LeRoy Neiman: Man at Leisure

I came from a world of five-cent cigars and whiskey drinking. You were supposed to clean your plate and finish the whole cigar. - LeRoy Neiman

LeRoy Neiman (1921-2012) was one of the best known, and most recognized, artists of the twentieth century. He worked as an illustrator for Playboy magazine for more than fifty years.

 

 

His Man at Leisure column gave him entree to social and sporting events around the world. Neiman could be seen on TV at events like the Olympics, dressed in white suits and sporting a giant Salvador Dali-like mustache, holding a paintbrush in one hand and a cigar in the other.

 

Neiman’s popularity increased when he was televised as he painted the action during the summer and winter Olympic games from 1972 in Munich to the 1984 games in Los Angeles. He also made regular appearances on ABC’s Wide World of Sports and was given cameo roles in three Rocky movies after he painted Sylvester Stallone.

 

The artist was honored this year by the Tampa, Florida-based J.C. Newman Cigar Company, with a limited-edition cigar called the Leroy Neiman 2023 Collectors Edition. The cigar was unveiled at the Premium Cigar Association Annual Convention in Las Vegas in July.

 

A limited edition of 500 boxes, with 20 cigars in each box, was produced. On the inside lid of each box is a lithograph of Neiman’s 1978 painting Irish-American Bar, a popular place that he frequented in New York. The same painting is print-wrapped on each cigar. The inside bottom of each box is lined with a print of Neiman’s paint-spattered New York studio floor. The cost of each cigar is $20 or $400 a box.

 

The project is a collaboration between the cigar company and the Neiman Foundation, with all profits going to support arts education in public schools, especially in the area of the J.C. Newman El Reloj factory in Ybor City, Florida.

 

Leroy Neiman and his wife, Janet Byrne Neiman, were very generous and supportive of arts education. Thanks to their magnanimous endowment, the LeRoy Neiman Center for Print Studies was founded at Columbia University in 1996. The Center provides education and materials and technology to students as well as established artists.

 

On September 7, the LeRoy Neiman Center for Print Studies is setting up a screen printmaking studio at the rotunda at the Guggenheim Museum.
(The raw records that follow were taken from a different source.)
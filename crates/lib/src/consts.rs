/// Application name, used for directory names under the platform data/cache roots.
pub const APP_NAME: &str = "kiln";

/// Number of hex characters kept from a SHA-256 digest for object ids.
pub const OBJ_HASH_PREFIX_LEN: usize = 20;

/// Marker file written into a build output directory once the build succeeds.
pub const BUILD_COMPLETE_MARKER: &str = ".kiln-complete";

/// Default declaration file looked up in the working directory.
pub const DEFAULT_CONFIG_FILE: &str = "kiln.json";

/// Entries skipped when hashing a project's source tree.
pub const DEFAULT_SOURCE_EXCLUSIONS: &[&str] = &[".git"];

/// PATH value used when an environment carries no tools.
pub const EMPTY_PATH_SENTINEL: &str = "/path-not-set";

/// Reproducible timestamp exported to every command (1980-01-01T00:00:00Z).
pub const SOURCE_DATE_EPOCH: &str = "315532800";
Visitors will be able to produce their own artworks and will have after-hours access to the current exhibits.

 


 

References:
Garrett Rutledge. J.C. Newman Honors Cigar-Loving Artist LeRoy Neiman. Cigar Aficionado. July 5, 2023.
Vittoria Benzine. J.C. Newman Cigar Co. Celebrates Famed Artist Leroy Neiman. Maxim. July 1, 2023.
William Grimes. LeRoy Neiman Dies at 91; Artist of Bold Life and Bright Canvases. The New York Times. June 20, 2012.